The Royal Bengal Tiger
The Royal Bengal Tiger is mainly found in Bangladesh and India. It lives in a variety of habitats including grasslands, subtropical
and tropical rainforests and mangroves. In Bangladesh and India its main habitat is the Sunderbans Mangrove Forest. It is the
national animal of both Bangladesh and India.
The Sundarbans is the largest mangrove forest in the
world. It lies at the mouth of the Ganges and is spread
across areas of Bangladesh and West Bengal of India,
forming the seaward fringe of the delta. In Bengali
"Sundarban" means "beautiful jungle" or "beautiful forest"

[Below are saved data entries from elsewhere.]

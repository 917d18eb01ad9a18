use std::cell::RefCell;
use std::collections::HashSet;
use std::net::UdpSocket;
use std::rc::Rc;
use std::sync::Arc;
use std::time::Duration;

use proptest::prelude::*;
use uuid::Uuid;

use xaal_beacon::clock::{ManualClock, Timestamp};
use xaal_beacon::device::{DeviceIdentity, DEFAULT_ALIVE_TIMEOUT_SECS};
use xaal_beacon::envelope::EnvelopeCodec;
use xaal_beacon::link::StaticLink;
use xaal_beacon::payload::PayloadCodec;
use xaal_beacon::publisher::{Publisher, Transport, UdpTransport};
use xaal_beacon::receiver::Receiver;
use xaal_beacon::scheduler::{Intervals, ScheduleState, Scheduler};
use xaal_beacon::sensor::SimulatedLoadCell;
use xaal_beacon::transmitter::Transmitter;
use xaal_beacon::{BodyValue, Key256, Message, MessageKind, Nonce, XaalError};

const SCENARIO_SOURCE: &str = "00112233445566778899aabbccddeeff";

fn test_key() -> Key256 {
    let mut bytes = [0u8; 32];
    for (i, b) in bytes.iter_mut().enumerate() {
        *b = i as u8;
    }
    Key256::new(bytes)
}

fn identity() -> DeviceIdentity {
    DeviceIdentity {
        address: Uuid::parse_str(SCENARIO_SOURCE).unwrap(),
        device_type: "Balance.basic".into(),
        vendor_id: "Rust".into(),
        product_id: "xaal-beacon".into(),
        alive_timeout_secs: DEFAULT_ALIVE_TIMEOUT_SECS,
    }
}

/// In-memory transport shared between the transmitter and the test
#[derive(Clone, Default)]
struct CaptureTransport(Rc<RefCell<Vec<Vec<u8>>>>);

impl Transport for CaptureTransport {
    fn send_datagram(&self, bytes: &[u8]) -> std::io::Result<usize> {
        self.0.borrow_mut().push(bytes.to_vec());
        Ok(bytes.len())
    }
}

#[test]
fn test_scenario_alive_end_to_end() {
    let clock = ManualClock::new(1_700_000_000, 123_456);
    let capture = CaptureTransport::default();
    let publisher = Publisher::new(capture.clone(), StaticLink::new(true));
    let mut tx = Transmitter::new(test_key(), clock, publisher);

    tx.send(&identity().alive()).unwrap();

    let sent = capture.0.borrow();
    assert_eq!(sent.len(), 1);
    assert_eq!(
        hex::encode(&sent[0]),
        "85071a6553f1001a0001e24041805843fb44395f42431798f77e63729f8d5c0241f04c14cba541cd681c6427e08058477c6e70588f93c2c1a738d027873bea4be19ea8b9c48a6cc547b470defece909b942d97"
    );

    let received = Receiver::open(&sent[0], &test_key()).unwrap();
    assert_eq!(received.message.kind(), MessageKind::Notify);
    assert_eq!(received.message.body().get("timeout"), Some(&BodyValue::Int(600)));
}

#[test]
fn test_envelope_structure_invariant() {
    let publisher = Publisher::new(CaptureTransport::default(), StaticLink::new(true));
    let capture = publisher.transport().clone();
    let mut tx = Transmitter::new(test_key(), ManualClock::new(1_000, 1), publisher);

    tx.send(&identity().alive()).unwrap();
    tx.send(&identity().description(Some("10.0.0.7"))).unwrap();
    tx.send(&identity().attributes_change(1.5)).unwrap();

    for datagram in capture.0.borrow().iter() {
        let value: serde_cbor::Value = serde_cbor::from_slice(datagram).unwrap();
        let items = match value {
            serde_cbor::Value::Array(items) => items,
            other => panic!("envelope is not an array: {:?}", other),
        };
        assert_eq!(items.len(), 5);
        assert_eq!(items[0], serde_cbor::Value::Integer(7));
        assert!(matches!(items[1], serde_cbor::Value::Integer(_)));
        assert!(matches!(items[2], serde_cbor::Value::Integer(_)));

        match &items[3] {
            serde_cbor::Value::Bytes(targets) => {
                assert_eq!(targets.as_slice(), &[0x80]);
                assert!(EnvelopeCodec::decode_targets(targets).unwrap().is_empty());
            }
            other => panic!("targets is not a byte string: {:?}", other),
        }
        assert!(matches!(items[4], serde_cbor::Value::Bytes(_)));
    }
}

#[test]
fn test_loopback_udp_pipeline() {
    let receiver = UdpSocket::bind("127.0.0.1:0").unwrap();
    receiver.set_read_timeout(Some(Duration::from_secs(2))).unwrap();

    let transport = UdpTransport::unicast(receiver.local_addr().unwrap()).unwrap();
    let publisher = Publisher::new(transport, StaticLink::new(true));
    let mut tx = Transmitter::new(test_key(), ManualClock::new(1_700_000_000, 0), publisher);

    let msg = identity().attributes_change(12.34);
    tx.send(&msg).unwrap();

    let mut buf = [0u8; xaal_beacon::MAX_DATAGRAM_SIZE];
    let (received, _) = Receiver::receive(&receiver, &mut buf, &test_key()).unwrap();
    assert_eq!(received.message, msg);
    assert_eq!(received.envelope.timestamp, Timestamp::new(1_700_000_000, 0));
}

#[test]
fn test_scheduler_simulation_cadence() {
    let clock = Arc::new(ManualClock::new(0, 0));
    let capture = CaptureTransport::default();
    let publisher = Publisher::new(capture.clone(), StaticLink::new(true));
    let mut tx = Transmitter::new(test_key(), Arc::clone(&clock), publisher);
    let scheduler = Scheduler::new(identity(), Intervals::default());
    let mut sensor = SimulatedLoadCell::new(2450.0, 2.0, 0.0).unwrap();

    let mut state = ScheduleState::default();
    let mut presence_at = Vec::new();
    let mut status_at = Vec::new();

    for t in 0..=700u64 {
        clock.set(t, (t as u32) * 1_000);
        let before = capture.0.borrow().len();
        state = scheduler.tick(state, t, Some("127.0.0.1"), &mut tx, &mut sensor);

        for datagram in &capture.0.borrow()[before..] {
            let received = Receiver::open(datagram, &test_key()).unwrap();
            match received.message.action() {
                "alive" => presence_at.push(t),
                "attributes_change" => status_at.push(t),
                "get_description" => {}
                other => panic!("unexpected action {}", other),
            }
        }
    }

    assert_eq!(presence_at, vec![0, 301, 602]);
    assert_eq!(status_at.first(), Some(&0));
    assert!(status_at.windows(2).all(|w| w[1] - w[0] == 2));
    assert_eq!(status_at.len(), 351);
}

#[test]
fn test_presence_pair_is_back_to_back() {
    let capture = CaptureTransport::default();
    let publisher = Publisher::new(capture.clone(), StaticLink::new(true));
    let mut tx = Transmitter::new(test_key(), ManualClock::new(50, 0), publisher);
    let scheduler = Scheduler::new(identity(), Intervals::default());
    let mut sensor = SimulatedLoadCell::new(2450.0, 0.0, 0.0).unwrap();

    scheduler.tick(ScheduleState::default(), 50, None, &mut tx, &mut sensor);

    let actions: Vec<String> = capture
        .0
        .borrow()
        .iter()
        .map(|d| Receiver::open(d, &test_key()).unwrap().message.action().to_string())
        .collect();
    assert_eq!(actions, vec!["alive", "get_description", "attributes_change"]);
}

#[test]
fn test_disconnected_link_sends_nothing_but_advances_schedule() {
    let link = Arc::new(StaticLink::new(false));
    let capture = CaptureTransport::default();
    let publisher = Publisher::new(capture.clone(), Arc::clone(&link));
    let mut tx = Transmitter::new(test_key(), ManualClock::new(10, 0), publisher);
    let scheduler = Scheduler::new(identity(), Intervals::default());
    let mut sensor = SimulatedLoadCell::new(2450.0, 0.0, 0.0).unwrap();

    let state = scheduler.tick(ScheduleState::default(), 10, None, &mut tx, &mut sensor);
    assert!(capture.0.borrow().is_empty());
    assert_eq!(state.last_presence_sent, Some(10));
    assert_eq!(state.last_status_sent, Some(10));

    link.set_connected(true);
    let state = scheduler.tick(state, 12, None, &mut tx, &mut sensor);
    assert_eq!(capture.0.borrow().len(), 1);
    assert_eq!(state.last_status_sent, Some(12));
}

#[test]
fn test_nonces_unique_across_clock_resync() {
    let clock = Arc::new(ManualClock::new(2_000, 500));
    let capture = CaptureTransport::default();
    let publisher = Publisher::new(capture.clone(), StaticLink::new(true));
    let mut tx = Transmitter::new(test_key(), Arc::clone(&clock), publisher);
    let msg = identity().alive();

    for _ in 0..50 {
        tx.send(&msg).unwrap();
    }
    // resync steps the wall clock back and the microsecond counter wraps
    clock.set(1_990, 0);
    for _ in 0..50 {
        tx.send(&msg).unwrap();
    }

    let mut seen = HashSet::new();
    for datagram in capture.0.borrow().iter() {
        let env = EnvelopeCodec::decode(datagram).unwrap();
        assert!(seen.insert(Nonce::from_timestamp(env.timestamp)), "nonce reused");
    }
    assert_eq!(seen.len(), 100);
}

#[test]
fn test_payload_determinism() {
    let msg = identity().description(Some("192.168.0.42"));
    let first = PayloadCodec::encode(&msg).unwrap();
    for idx in 0..100 {
        assert_eq!(PayloadCodec::encode(&msg).unwrap(), first, "encoding {} differs", idx);
    }
}

#[test]
fn test_nan_reading_is_dropped_not_sent() {
    let capture = CaptureTransport::default();
    let publisher = Publisher::new(capture.clone(), StaticLink::new(true));
    let mut tx = Transmitter::new(test_key(), ManualClock::new(1, 0), publisher);

    let result = tx.send(&identity().attributes_change(f64::NAN));
    assert!(matches!(result, Err(XaalError::Encode(_))));
    assert!(capture.0.borrow().is_empty());
}

fn body_value() -> impl Strategy<Value = BodyValue> {
    prop_oneof![
        any::<i64>().prop_map(BodyValue::Int),
        (-1.0e9f64..1.0e9f64).prop_map(BodyValue::Float),
        "[ -~]{0,24}".prop_map(BodyValue::Text),
    ]
}

fn message() -> impl Strategy<Value = Message> {
    let kind = prop_oneof![
        Just(MessageKind::Notify),
        Just(MessageKind::Request),
        Just(MessageKind::Reply),
    ];
    (
        any::<[u8; 16]>(),
        "[a-z]{1,10}\\.[a-z]{1,10}",
        kind,
        "[a-z_]{1,20}",
        proptest::collection::vec(("[A-Za-z_]{1,12}", body_value()), 0..6),
    )
        .prop_map(|(source, device_type, kind, action, entries)| {
            entries.into_iter().fold(
                Message::new(Uuid::from_bytes(source), device_type, kind, action),
                |msg, (k, v)| msg.with(k, v),
            )
        })
}

proptest! {
    #[test]
    fn prop_payload_round_trip(msg in message()) {
        let bytes = PayloadCodec::encode(&msg).unwrap();
        prop_assert_eq!(PayloadCodec::decode(&bytes).unwrap(), msg);
    }

    #[test]
    fn prop_nonce_packing_is_injective(a in any::<(u64, u32)>(), b in any::<(u64, u32)>()) {
        prop_assume!(a != b);
        prop_assert_ne!(Nonce::derive(a.0, a.1), Nonce::derive(b.0, b.1));
    }

    #[test]
    fn prop_sealed_datagram_opens(msg in message(), sec in any::<u64>(), usec in any::<u32>()) {
        let bytes = xaal_beacon::transmitter::seal_message(&test_key(), Timestamp::new(sec, usec), &[], &msg).unwrap();
        let received = Receiver::open(&bytes, &test_key()).unwrap();
        prop_assert_eq!(received.envelope.timestamp, Timestamp::new(sec, usec));
        prop_assert_eq!(received.message, msg);
    }
}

but the name may have been originated from the Sundari
trees that are found in Sundarbans in plenty. Two-thirds
of the forest (62%) is in the southwest corner of
Bangladesh while the rest is in the West Bengal. To the
south of Sundarbans is the Bay of Bengal.

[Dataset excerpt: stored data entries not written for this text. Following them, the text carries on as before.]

//! Load-cell collaborator
//!
//! The driver exposes a raw reading and a calibration factor; the published
//! weight is `raw / calibration_factor`.

use rand::rngs::StdRng;
use rand::{Rng, SeedableRng};

use crate::errors::{Result, XaalError};

/// Default factor for the reference HX711 balance
pub const DEFAULT_CALIBRATION_FACTOR: f64 = 2450.0;

pub trait LoadCell {
    /// Raw tared count from the ADC
    fn read_raw(&mut self) -> f64;

    fn calibration_factor(&self) -> f64;

    /// Reading in calibrated units
    fn read_units(&mut self) -> f64 {
        self.read_raw() / self.calibration_factor()
    }
}

/// Software stand-in for a load cell: a fixed load plus uniform noise
#[derive(Debug, Clone)]
pub struct SimulatedLoadCell {
    load_units: f64,
    calibration_factor: f64,
    noise: f64,
    rng: StdRng,
}

impl SimulatedLoadCell {
    /// # Errors
    /// `Config` if the factor is zero or not finite, or `noise` is negative
    pub fn new(calibration_factor: f64, load_units: f64, noise: f64) -> Result<Self> {
        Self::with_rng(calibration_factor, load_units, noise, StdRng::from_entropy())
    }

    /// Deterministic noise for reproducible runs
    pub fn seeded(calibration_factor: f64, load_units: f64, noise: f64, seed: u64) -> Result<Self> {
        Self::with_rng(calibration_factor, load_units, noise, StdRng::seed_from_u64(seed))
    }

    fn with_rng(calibration_factor: f64, load_units: f64, noise: f64, rng: StdRng) -> Result<Self> {
        if !calibration_factor.is_finite() || calibration_factor == 0.0 {
            return Err(XaalError::Config(format!(
                "calibration factor must be finite and non-zero, got {}",
                calibration_factor
            )));
        }
        if !noise.is_finite() || noise < 0.0 {
            return Err(XaalError::Config(format!("noise must be >= 0, got {}", noise)));
        }
        Ok(Self {
            load_units,
            calibration_factor,
            noise,
            rng,
        })
    }

    pub fn set_load(&mut self, load_units: f64) {
        self.load_units = load_units;
    }
}

impl LoadCell for SimulatedLoadCell {
    fn read_raw(&mut self) -> f64 {
        let jitter = if self.noise > 0.0 {
            self.rng.gen_range(-self.noise..=self.noise)
        } else {
            0.0
        };
        (self.load_units + jitter) * self.calibration_factor
    }

    fn calibration_factor(&self) -> f64 {
        self.calibration_factor
    }
}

Male Tigers sometimes measure more than 3 meters with
their tail. Their weight is around 200-220 kilograms.
Females are an average of 100-130 kg in weight. Average
lifespan of the tigers is around 10-12 years.

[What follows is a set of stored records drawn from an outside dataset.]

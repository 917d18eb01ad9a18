//! Payload codec - canonical CBOR encoding of the inner message
//!
//! Wire shape: `[source: bstr(16), device_type: tstr, kind: uint, action: tstr, body: map?]`.
//! The body element is omitted when empty. Definite lengths and minimal
//! integer widths only, so one `Message` always yields the same bytes.

use std::fmt;

use serde::de::{self, Deserialize, Deserializer, MapAccess, SeqAccess, Visitor};
use serde::ser::{Serialize, SerializeMap, SerializeTuple, Serializer};
use serde_bytes::{ByteBuf, Bytes};
use uuid::Uuid;

use crate::errors::{Result, XaalError};
use crate::message::{Body, BodyValue, Message, MessageKind};

/// Payload codec - stateless encode/decode of `Message`
pub struct PayloadCodec;

impl PayloadCodec {
    /// Serialize a `Message` to its canonical CBOR form
    ///
    /// # Errors
    /// `Encode` if a body value has no wire representation (non-finite
    /// floats are refused rather than published).
    pub fn encode(msg: &Message) -> Result<Vec<u8>> {
        for (key, value) in msg.body().iter() {
            if let BodyValue::Float(f) = value {
                if !f.is_finite() {
                    return Err(XaalError::Encode(format!(
                        "body value for {:?} is not a finite number: {}",
                        key, f
                    )));
                }
            }
        }

        serde_cbor::to_vec(&WirePayload(msg)).map_err(|e| XaalError::Encode(e.to_string()))
    }

    /// Parse a decrypted payload back into a `Message`
    pub fn decode(bytes: &[u8]) -> Result<Message> {
        let decoded: DecodedPayload = serde_cbor::from_slice(bytes)?;
        Ok(decoded.0)
    }
}

impl Serialize for BodyValue {
    fn serialize<S: Serializer>(&self, serializer: S) -> std::result::Result<S::Ok, S::Error> {
        match self {
            Self::Int(v) => serializer.serialize_i64(*v),
            Self::Float(v) => serializer.serialize_f64(*v),
            Self::Text(v) => serializer.serialize_str(v),
        }
    }
}

impl Serialize for Body {
    fn serialize<S: Serializer>(&self, serializer: S) -> std::result::Result<S::Ok, S::Error> {
        let mut map = serializer.serialize_map(Some(self.len()))?;
        for (key, value) in self.iter() {
            map.serialize_entry(key, value)?;
        }
        map.end()
    }
}

struct WirePayload<'a>(&'a Message);

impl Serialize for WirePayload<'_> {
    fn serialize<S: Serializer>(&self, serializer: S) -> std::result::Result<S::Ok, S::Error> {
        let msg = self.0;
        let len = if msg.body().is_empty() { 4 } else { 5 };

        let mut seq = serializer.serialize_tuple(len)?;
        seq.serialize_element(Bytes::new(msg.source().as_bytes()))?;
        seq.serialize_element(msg.device_type())?;
        seq.serialize_element(&msg.kind().as_u8())?;
        seq.serialize_element(msg.action())?;
        if !msg.body().is_empty() {
            seq.serialize_element(msg.body())?;
        }
        seq.end()
    }
}

struct BodyValueVisitor;

impl<'de> Visitor<'de> for BodyValueVisitor {
    type Value = BodyValue;

    fn expecting(&self, f: &mut fmt::Formatter<'_>) -> fmt::Result {
        f.write_str("an integer, float or text body value")
    }

    fn visit_i64<E: de::Error>(self, v: i64) -> std::result::Result<BodyValue, E> {
        Ok(BodyValue::Int(v))
    }

    fn visit_u64<E: de::Error>(self, v: u64) -> std::result::Result<BodyValue, E> {
        i64::try_from(v)
            .map(BodyValue::Int)
            .map_err(|_| E::invalid_value(de::Unexpected::Unsigned(v), &self))
    }

    fn visit_f64<E: de::Error>(self, v: f64) -> std::result::Result<BodyValue, E> {
        Ok(BodyValue::Float(v))
    }

    fn visit_str<E: de::Error>(self, v: &str) -> std::result::Result<BodyValue, E> {
        Ok(BodyValue::Text(v.to_string()))
    }

    fn visit_string<E: de::Error>(self, v: String) -> std::result::Result<BodyValue, E> {
        Ok(BodyValue::Text(v))
    }
}

impl<'de> Deserialize<'de> for BodyValue {
    fn deserialize<D: Deserializer<'de>>(deserializer: D) -> std::result::Result<Self, D::Error> {
        deserializer.deserialize_any(BodyValueVisitor)
    }
}

struct BodyVisitor;

impl<'de> Visitor<'de> for BodyVisitor {
    type Value = Body;

    fn expecting(&self, f: &mut fmt::Formatter<'_>) -> fmt::Result {
        f.write_str("a map of text keys to body values")
    }

    fn visit_map<A: MapAccess<'de>>(self, mut map: A) -> std::result::Result<Body, A::Error> {
        let mut body = Body::new();
        while let Some(key) = map.next_key::<String>()? {
            if body.get(&key).is_some() {
                return Err(de::Error::custom(format!("duplicate body key: {}", key)));
            }
            let value: BodyValue = map.next_value()?;
            body.insert(key, value);
        }
        Ok(body)
    }
}

impl<'de> Deserialize<'de> for Body {
    fn deserialize<D: Deserializer<'de>>(deserializer: D) -> std::result::Result<Self, D::Error> {
        deserializer.deserialize_map(BodyVisitor)
    }
}

struct DecodedPayload(Message);

struct PayloadVisitor;

impl<'de> Visitor<'de> for PayloadVisitor {
    type Value = DecodedPayload;

    fn expecting(&self, f: &mut fmt::Formatter<'_>) -> fmt::Result {
        f.write_str("a 4 or 5 element xAAL payload array")
    }

    fn visit_seq<A: SeqAccess<'de>>(self, mut seq: A) -> std::result::Result<DecodedPayload, A::Error> {
        let source: ByteBuf = seq
            .next_element()?
            .ok_or_else(|| de::Error::invalid_length(0, &self))?;
        let source = Uuid::from_slice(&source)
            .map_err(|_| de::Error::invalid_length(source.len(), &"a 16 byte source address"))?;

        let device_type: String = seq
            .next_element()?
            .ok_or_else(|| de::Error::invalid_length(1, &self))?;

        let kind: u64 = seq
            .next_element()?
            .ok_or_else(|| de::Error::invalid_length(2, &self))?;
        let kind = MessageKind::try_from(kind).map_err(de::Error::custom)?;

        let action: String = seq
            .next_element()?
            .ok_or_else(|| de::Error::invalid_length(3, &self))?;

        let body: Option<Body> = seq.next_element()?;

        let msg = Message::new(source, device_type, kind, action).with_body(body.unwrap_or_default());
        Ok(DecodedPayload(msg))
    }
}

impl<'de> Deserialize<'de> for DecodedPayload {
    fn deserialize<D: Deserializer<'de>>(deserializer: D) -> std::result::Result<Self, D::Error> {
        deserializer.deserialize_seq(PayloadVisitor)
    }
}

#[cfg(test)]
mod tests {
    use super::*;

    fn source() -> Uuid {
        Uuid::parse_str("00112233445566778899aabbccddeeff").unwrap()
    }

    fn alive() -> Message {
        Message::new(source(), "Balance.basic", MessageKind::Notify, "alive").with("timeout", 600)
    }

    #[test]
    fn test_alive_golden_bytes() {
        let bytes = PayloadCodec::encode(&alive()).unwrap();
        assert_eq!(
            hex::encode(&bytes),
            "855000112233445566778899aabbccddeeff6d42616c616e63652e62617369630065616c697665a16774696d656f7574190258"
        );
    }

    #[test]
    fn test_alive_structure() {
        let bytes = PayloadCodec::encode(&alive()).unwrap();
        let value: serde_cbor::Value = serde_cbor::from_slice(&bytes).unwrap();

        let items = match value {
            serde_cbor::Value::Array(items) => items,
            other => panic!("expected array, got {:?}", other),
        };
        assert_eq!(items.len(), 5);
        assert_eq!(items[2], serde_cbor::Value::Integer(0));
        match &items[4] {
            serde_cbor::Value::Map(map) => {
                let timeout = map.get(&serde_cbor::Value::Text("timeout".into()));
                assert_eq!(timeout, Some(&serde_cbor::Value::Integer(600)));
            }
            other => panic!("expected map, got {:?}", other),
        }
    }

    #[test]
    fn test_empty_body_is_omitted() {
        let msg = Message::new(source(), "Balance.basic", MessageKind::Request, "get_attributes");
        let bytes = PayloadCodec::encode(&msg).unwrap();

        assert_eq!(bytes[0], 0x84);
        assert_eq!(PayloadCodec::decode(&bytes).unwrap(), msg);
    }

    #[test]
    fn test_round_trip_mixed_body() {
        let msg = Message::new(source(), "Balance.basic", MessageKind::Reply, "get_description")
            .with("vendor_id", "Rust")
            .with("offset", -42)
            .with("Weight", 12.25);

        let bytes = PayloadCodec::encode(&msg).unwrap();
        assert_eq!(PayloadCodec::decode(&bytes).unwrap(), msg);
    }

    #[test]
    fn test_encoding_is_deterministic() {
        let msg = alive().with("Weight", 3.5).with("info", "10.0.0.7");
        let first = PayloadCodec::encode(&msg).unwrap();
        for _ in 0..100 {
            assert_eq!(PayloadCodec::encode(&msg).unwrap(), first);
        }
    }

    #[test]
    fn test_non_finite_float_is_rejected() {
        let msg = alive().with("Weight", f64::NAN);
        assert!(matches!(PayloadCodec::encode(&msg), Err(XaalError::Encode(_))));
    }

    #[test]
    fn test_decode_rejects_short_source() {
        // [h'0011', "x", 0, "alive"]
        let bytes = hex::decode("8442001161780065616c697665").unwrap();
        assert!(matches!(PayloadCodec::decode(&bytes), Err(XaalError::Decode(_))));
    }

    #[test]
    fn test_decode_rejects_unknown_kind() {
        let mut bytes = PayloadCodec::encode(&alive()).unwrap();
        // kind sits right after the 2+16 byte source and 1+13 byte device type
        assert_eq!(bytes[32], 0x00);
        bytes[32] = 0x09;
        assert!(PayloadCodec::decode(&bytes).is_err());
    }
}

In the wild, Bengal Tigers are pure carnivores and hunt
medium-sized and large-sized animals, such as wild
boar, deer, gaurs and water buffalo. They also prey on
smaller animals like hares, monkeys, langurs and peacocks.
But the Bengal Tiger is well known for its liking of chital (sambar deer)
as its favorite food.
The numbers of royal Bengal Tigers have decreased during the last decades because of illegal hunting of these mammals for their
skins and certain bones which are thought to have healing powers in traditional Chinese herbal medicine and because of habitat
destruction by human population. The actual number of tigers in the Sundarbans part of Bangladesh is unclear but thought to vary
between 300 to 400. U.N reports state that on an average 40 tigers are getting killed each year which is extremely high and if not to
be stopped now will bring this wonderful animal on the verge of extinction very soon. Sadly, most probably they will survive only in
cartoons and animations.
Surprisingly in the Indian side, although it is only one-third of Sundarbans, the numbers of Bengal Tigers are two to three times
higher than Bangladesh part.
A large portion of the jungle has been deforested by local people for agricultural purposes. Areas which were deep and
inaccessible forest even a decade ago are now turned into human settlements and crop lands. The people living in Sundarbans
are mainly ‘bawalis’ who collect golpata, mouals who collect honey and woodcutters. They make dwellings about 3 to 5 meters high
for fear of wild animals including tigers and snakes. Every year a number of people fall prey to tigers, specially by aged tigers who
no longer are physically fit enough to run after young prey like sambar deers.